The majority of children love animals. They’ll want to pet passing dogs in the street. Will watch birds landing in the garden from their bedroom windows. Will beg you to get them a kitten, hamster or goldfish of their own. Increasing your child’s knowledge of the natural world can start with something as simple as succumbing to their wishes for a pet. Owning a pet will allow your child to understand what it takes to care for another living thing. They will learn that animals need love, and attention as well as basic things like food, water, and exercise. Before investing in any pet, make sure that you have the time to look after it properly. They will take up a lot of your time and cash. Alternatively, you can take your child to visit a local animal sanctuary to see other species up close and personal in a friendly and kind environment.
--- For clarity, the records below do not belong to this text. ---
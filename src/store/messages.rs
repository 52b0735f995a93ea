use chrono::{DateTime, Utc};
use sqlx::PgPool;
use uuid::Uuid;

use crate::provider::ParsedMessage;

/// Single write contract for CachedMessage, used by FullSync, IncrementalSync,
/// and the push-notification path alike.
pub async fn upsert(
    pool: &PgPool,
    user_id: &str,
    connection_id: Uuid,
    folder_id: Uuid,
    msg: &ParsedMessage,
) -> Result<(), sqlx::Error> {
    sqlx::query(
        r#"INSERT INTO cached_messages
             (user_id, connection_id, folder_id, provider_email_id, subject, sender,
              recipients, cc, date, body_html, body_preview, read, starred, attachments)
           VALUES ($1, $2, $3, $4, $5, $6, $7, $8, $9, $10, $11, $12, $13, $14)
           ON CONFLICT (user_id, connection_id, provider_email_id) DO UPDATE SET
             folder_id = $3,
             subject = $5,
             sender = $6,
             recipients = $7,
             cc = $8,
             date = $9,
             body_html = $10,
             body_preview = $11,
             read = $12,
             starred = $13,
             attachments = $14,
             updated_at = now()"#,
    )
    .bind(user_id)
    .bind(connection_id)
    .bind(folder_id)
    .bind(&msg.provider_email_id)
    .bind(&msg.subject)
    .bind(&msg.sender)
    .bind(&msg.recipients)
    .bind(&msg.cc)
    .bind(msg.date as Option<DateTime<Utc>>)
    .bind(&msg.body_html)
    .bind(&msg.body_preview)
    .bind(msg.read)
    .bind(msg.starred)
    .bind(&msg.attachments)
    .execute(pool)
    .await?;
    Ok(())
}

pub async fn delete_for_folder(pool: &PgPool, folder_id: Uuid) -> Result<u64, sqlx::Error> {
    let result = sqlx::query("DELETE FROM cached_messages WHERE folder_id = $1")
        .bind(folder_id)
        .execute(pool)
        .await?;
    Ok(result.rows_affected())
}

/// Deletes by provider-assigned message id, batched by the caller into
/// groups of 100 by the caller.
pub async fn delete_by_provider_ids(
    pool: &PgPool,
    connection_id: Uuid,
    provider_email_ids: &[String],
) -> Result<u64, sqlx::Error> {
    let result = sqlx::query(
        "DELETE FROM cached_messages WHERE connection_id = $1 AND provider_email_id = ANY($2)",
    )
    .bind(connection_id)
    .bind(provider_email_ids)
    .execute(pool)
    .await?;
    Ok(result.rows_affected())
}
Nurturing your children's Interests from a young age

Visual Art

If your child has a penchant for doodling, invest in art materials for your home. Finger paints, clay, plaster of Paris and other supplies will be relatively cheap and will allow your child to express themselves artistically in their home environment. You can always give a helping hand and ensure that things don’t get out of hand (make it clear that drawing on the walls or floors is a no-go area). Also consider taking them to a local art museum to look at the works of great artists, or show them beautiful pieces online. If it’s rainy out, propose a day of coloring in. Printable works of the greats, like Picasso or Van Gogh are available online and allow your little ones fill the lines with their favorite colors. Alternatively, challenge them to draw something of their own. Propose pictures of them, their friends, you and siblings, your home. Anything that will get their imaginations running wild.
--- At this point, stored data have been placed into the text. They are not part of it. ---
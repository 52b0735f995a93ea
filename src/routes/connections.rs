use axum::{
    extract::{Extension, Path, State},
    Json,
};
use serde::{Deserialize, Serialize};
use uuid::Uuid;

use crate::error::SyncError;
use crate::job_queue::JobQueue;
use crate::middleware::AuthUser;
use crate::models::ApiResponse;
use crate::provider::{self, Provider};
use crate::state::AppState;
use crate::store::connections;
use crate::watch_manager::WatchManager;

#[derive(Debug, Deserialize)]
pub struct CreateConnectionBody {
    pub provider: String,
    pub email: String,
    #[serde(rename = "accessToken")]
    pub access_token: String,
    #[serde(rename = "refreshToken")]
    pub refresh_token: String,
    #[serde(rename = "expiresAt")]
    pub expires_at: chrono::DateTime<chrono::Utc>,
}

#[derive(Debug, Serialize)]
pub struct ConnectionCreated {
    pub id: Uuid,
    pub email: String,
    #[serde(rename = "syncId")]
    pub sync_id: Uuid,
}

/// POST /email-connections
///
/// Validates the token against the provider, upserts the Connection,
/// enqueues a priority-1 full sync, and installs a push watch for Gmail.
pub async fn create(
    State(state): State<AppState>,
    Extension(auth): Extension<AuthUser>,
    Json(body): Json<CreateConnectionBody>,
) -> Result<Json<ApiResponse<ConnectionCreated>>, SyncError> {
    let provider = Provider::parse(&body.provider)?;
    let client = provider::client_for(
        provider,
        state.http.clone(),
        state.config.gmail_api_base.clone(),
        state.config.gmail_token_endpoint.clone(),
    );

    // "who am I" validation — listing labels requires a working access token.
    client
        .list_labels(&body.access_token)
        .await
        .map_err(|_| SyncError::ProviderTokenRevoked("initial access token rejected by provider".to_string()))?;

    let access_token_enc = state.cipher.encrypt(&body.access_token);
    let refresh_token_enc = state.cipher.encrypt(&body.refresh_token);

    let connection = connections::upsert(
        &state.pool,
        &auth.user_id,
        provider.as_str(),
        &body.email,
        &access_token_enc,
        &refresh_token_enc,
        body.expires_at,
    )
    .await?;

    let queue = JobQueue::new(state.pool.clone());
    let job = match queue.enqueue(&auth.user_id, connection.id, provider.as_str(), "full", 1).await {
        Ok(job) => job,
        Err(SyncError::ConflictingJobInProgress { existing_job_id }) => {
            return Ok(Json(ApiResponse::new(ConnectionCreated {
                id: connection.id,
                email: connection.email,
                sync_id: existing_job_id,
            })));
        }
        Err(e) => return Err(e),
    };

    if provider == Provider::Gmail {
        let watch_manager = WatchManager::new(&state.pool, &state.http, &state.cipher, &state.config);
        if let Err(e) = watch_manager.install(&connection).await {
            tracing::warn!(connection_id = %connection.id, error = %e, "failed to install push watch on connect");
        }
    }

    Ok(Json(ApiResponse::new(ConnectionCreated {
        id: connection.id,
        email: connection.email,
        sync_id: job.id,
    })))
}

pub async fn list(
    State(state): State<AppState>,
    Extension(auth): Extension<AuthUser>,
) -> Result<Json<ApiResponse<Vec<crate::models::Connection>>>, SyncError> {
    let rows = connections::list_for_user(&state.pool, &auth.user_id).await?;
    Ok(Json(ApiResponse::new(rows)))
}

#[derive(Debug, Serialize)]
pub struct ConnectionStatus {
    pub id: Uuid,
    pub email: String,
    pub provider: String,
    pub status: String,
    #[serde(rename = "needsReconnect")]
    pub needs_reconnect: bool,
    #[serde(rename = "lastSyncedAt")]
    pub last_synced_at: Option<chrono::DateTime<chrono::Utc>>,
    pub error: Option<String>,
}

/// GET /email-connections/:id/status
pub async fn status(
    State(state): State<AppState>,
    Extension(auth): Extension<AuthUser>,
    Path(id): Path<Uuid>,
) -> Result<Json<ApiResponse<ConnectionStatus>>, SyncError> {
    let connection = connections::find_by_id(&state.pool, &auth.user_id, id)
        .await?
        .ok_or(SyncError::ConnectionNotFound)?;

    Ok(Json(ApiResponse::new(ConnectionStatus {
        id: connection.id,
        email: connection.email,
        provider: connection.provider,
        status: connection.sync_status.clone(),
        needs_reconnect: connection.sync_status == "requires_reauth",
        last_synced_at: connection.last_synced_at,
        error: connection.sync_error,
    })))
}

pub async fn remove(
    State(state): State<AppState>,
    Extension(auth): Extension<AuthUser>,
    Path(id): Path<Uuid>,
) -> Result<Json<ApiResponse<bool>>, SyncError> {
    let affected = connections::delete(&state.pool, &auth.user_id, id).await?;
    if affected == 0 {
        return Err(SyncError::ConnectionNotFound);
    }
    Ok(Json(ApiResponse::new(true)))
}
Nurturing your children's Interests from a young age

Theatre

Some kinds are content with reading books and watching films. They will accept the stories given to them, and that will be that. But some kids will be fascinated with imaginary worlds and realms that they have come up with themselves. They will want to put these into forms that you can understand. Propose that your child makes their stories and narratives into a play for you and your family to watch. If they have siblings, this will keep them occupied for hours. Once they’ve come up with their story, ask what kind of props they will need. You can then supply these or help them to make them. Any creative child will revel in this opportunity. So help them dress up and call the family together in the evening to watch the final production. Congratulate your child and let them know how brilliant their performance was. Don’t be surprised when they land the lead role in the school performance. They’ll be an acting professional before you know it.

Nurturing your children's Interests from a young age

Writing

Some children are a little more reserved. If your little one is shy, they might prefer writing stories over performing their internal narratives. So sit them down with a notepad and pen or pencil and let their imagination run free on the page. When they’re finished, sit down and read their work out loud with them. They will be excited that you’re showing an interest in their ideas. Make sure to do different voices for each character and encourage follow-on stories.